Тут автору невозможно не встрять, не развить некогда сделанный намек, не уточнить природу замечательных процессов, протекавших в Мариной дивной черепной коробочке. Мысли крошке заменяли чувства, от раздражителя до раздражителя сам по себе изменчивый набор многообразных моторных и вегетативных реакций и составлял ее выстраданные принципы и нерушимые убеждения. Упрек ей в неискренности, право, нелеп. Автор предупреждает об этом заранее и вообще готов спорить, что Марина Сычикова-Доктор и есть искренность собственной персоной.
Итак, сомнения напрасны, возмущение, третьего дня зафиксированное в здании железнодорожного вокзала,- натуральный продукт сердечного волнения, обиды на злую любовь, способную бросить в объятия этакого субчика в кедах на босу ногу и без царя в голове.
А была бы добра (любовь), ну, хотя бы благоволила хоть чуть-чуть, то чью надежную грудь должна была бы подставить измученному дитя? Ах, ну конечно же, бархатную, пахнущую camel'ом грудь заслуженного артиста Марийской АССР, уж восемь лет бессменно руководившего и направлявшего тех, кто шаг держал с песней.

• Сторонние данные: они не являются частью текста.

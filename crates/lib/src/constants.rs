//! Constants used throughout the Identra library.
//!
//! This module provides central definitions for the logical collection names
//! the account manager persists into. The manager holds no other fixed state.

/// Collection name for user account records.
pub const USER: &str = "user";

/// Collection name for authentication key records.
pub const KEY: &str = "key";

/// Collection name for open (external provider) profile records.
pub const OPROFILE: &str = "oprofile";

/// All collections the account manager requires a store to support.
pub const ALL_COLLECTIONS: &[&str] = &[USER, KEY, OPROFILE];
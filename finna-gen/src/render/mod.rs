//! Output rendering

pub mod sql;

pub use sql::{render_book, render_created_entities};
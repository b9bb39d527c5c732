//! Store file line parsing

use super::FIELD_DELIMITER;
use crate::error::StoreError;
use std::path::Path;

/// One non-blank line of a store file
#[derive(Debug, PartialEq, Eq)]
pub(crate) struct StoreLine<'a> {
    pub key: &'a str,
    pub name: &'a str,
}

/// Split a file's content into key/name pairs, skipping blank lines
///
/// Only the first delimiter separates the columns; the name may contain
/// further delimiters. A line without any delimiter yields an empty name.
pub(crate) fn parse_lines(content: &str) -> Vec<(usize, StoreLine<'_>)> {
    content
        .lines()
        .enumerate()
        .filter(|(_, line)| !line.trim().is_empty())
        .map(|(idx, line)| {
            let line = line.trim_end_matches('\r');
            let (key, name) = match line.split_once(FIELD_DELIMITER) {
                Some((key, name)) => (key.trim(), name),
                None => (line.trim(), ""),
            };
            (idx + 1, StoreLine { key, name })
        })
        .collect()
}

/// Parse a numeric ID column
pub(crate) fn parse_id(path: &Path, line_no: usize, line: &StoreLine<'_>) -> Result<u64, StoreError> {
    line.key.parse::<u64>().map_err(|_| StoreError::Corrupt {
        path: path.to_path_buf(),
        line: line_no,
        content: format!("{}{}{}", line.key, FIELD_DELIMITER, line.name),
    })
}

/// Render one store line, newline included
pub(crate) fn render_line(key: &str, name: &str) -> String {
    format!("{}{}{}\n", key, FIELD_DELIMITER, name)
}

/// Case-insensitive index key
pub(crate) fn index_key(name: &str) -> String {
    name.to_lowercase()
}

/// Line breaks would split one record over several lines
pub(crate) fn single_line(name: &str) -> String {
    name.replace(['\r', '\n'], " ")
}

Но, увы, существа противоположного пола не волновали воображение
М-да, взвесив, прикинув на глаз набор гирек "да" и "нет", приходится признать,- будущее Мары пока кажется неотделимым от безумца, звавшего в мейстерзингеры, менестрели, ваганты, в Анапу, на берег морской с его, несмотря на обилие солнца и фруктов, явственно ощущаемой непонятной тоской. О горе, горе неразделенное.
Короче, без дальнейших пояснений, пожалуй, ясно,- до посадки в поезд Тристан и Изольда не обменялись и десятком слов.

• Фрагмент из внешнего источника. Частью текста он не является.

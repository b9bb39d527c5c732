//! Test Helper Utilities
//!
//! Shared utilities for testing finna-gen

#![allow(dead_code)]

pub mod lookup_stub;
pub mod store_utils;

pub use lookup_stub::{record, Script, ScriptedLookup};
pub use store_utils::{read_lines, seed_store};
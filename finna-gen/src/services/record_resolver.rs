//! Two-step identifier resolution
//!
//! 1. search the lookup service with the raw identifier
//! 2. fetch the first (most relevant) candidate with the default field set

use crate::error::FetchError;
use crate::models::RawRecord;
use crate::services::lookup::{LookupService, RecordField, DEFAULT_FIELDS};
use std::sync::Arc;
use tracing::{debug, info};

/// Resolves one identifier to a [`RawRecord`]
#[derive(Clone)]
pub struct RecordResolver {
    service: Arc<dyn LookupService>,
    fields: &'static [RecordField],
}

impl RecordResolver {
    pub fn new(service: Arc<dyn LookupService>) -> Self {
        Self {
            service,
            fields: DEFAULT_FIELDS,
        }
    }

    /// Resolve `identifier`
    ///
    /// # Errors
    /// - `FetchError::NotFound` when the search yields no candidate, or the
    ///   chosen candidate cannot be fetched by its internal ID
    /// - `FetchError::Transport` when a lookup call fails
    pub async fn resolve(&self, identifier: &str) -> Result<RawRecord, FetchError> {
        let candidates = self.service.search(identifier).await?;

        let internal_id = match candidates.into_iter().next() {
            Some(id) => id,
            None => {
                debug!(identifier = %identifier, "Search returned no candidates");
                return Err(FetchError::NotFound(identifier.to_string()));
            }
        };

        let record = self
            .service
            .fetch_record(&internal_id, self.fields)
            .await?
            .ok_or_else(|| {
                debug!(
                    identifier = %identifier,
                    internal_id = %internal_id,
                    "Candidate could not be re-resolved by internal ID"
                );
                FetchError::NotFound(identifier.to_string())
            })?;

        info!(
            identifier = %identifier,
            internal_id = %internal_id,
            title = %record.title.as_deref().unwrap_or("<untitled>"),
            "Resolved record"
        );

        Ok(record)
    }
}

Но (с прискорбием продолжаем) и за тридцать восемь последовавших далее часов движения, в течение всего полуторасуточного перегона (если считать по тогдашнему телеграфному тарифу) так долго ждавшие единения Штучка и Мара не наобщались и на тридцать копеек. Иначе говоря, если довели общее число к друг другу обращенных слов до двух десятков, то это слава Богу.
И напрасно покинул вечером первого дня свое полужесткое ложе Штучка, в бесплодном томлении провел путь от Голышманова до Тюмени, встречая ночь в коридоре, маясь между открытой дверью своего купе и запертой соседнего, от самых сумерками смазанных контуров до совершенно уже непроницаемой синевы за окном. Увы, не доспав, он все же переспал,- минут за десять до того, как заступил Евгений на пост, Мариночка, вычистив зубы, вернулась на верхнюю полку за стенкой, где могла без помех сокрушаться и жалеть свою юную, стольким опасностям подверженную жизнь.
Утром уже следующего дня наш идальго, порядком наскучавшись спозаранку в коридоре и подвигнутый, вероятно, блеском и свежестью заоконного мира, попытался без приглашения войти в соседнее вожделенное помещение, но, увы, был остановлен дружным "нельзя", едва лишь внезапно (никак о себе не предупредив) наглая его физиономия возникла в дверном проеме. Мара ехала в дамском купе, мама с дочкой и гражданка средних лет с толстой книгой Павла Нилина надежно оберегали свое уединение, а заодно и подругу бас-гитариста от непрошеных визитеров.
Впрочем, настойчивое бдение в узком проходе в конце концов не могло не закончиться встречей.
– Мара,- пролепетал Евгений, но ответа был удостоен лишь по возвращении милой с другого конца коридора.
– Ну?
– Ты чего?
– спросил Штучка с глупейшей улыбкой, как-то щурясь, скалясь и сими манерами коверного, как видно, выражая раскаяние, сожаление и готовность загладить как-нибудь свою нечаянную вину.
– Ничего,- ровным голосом ответила ему ненаглядная, внутренне, правда, весьма приободренная жалким видом недавнего триумфатора, и холодно удалилась в свою келью.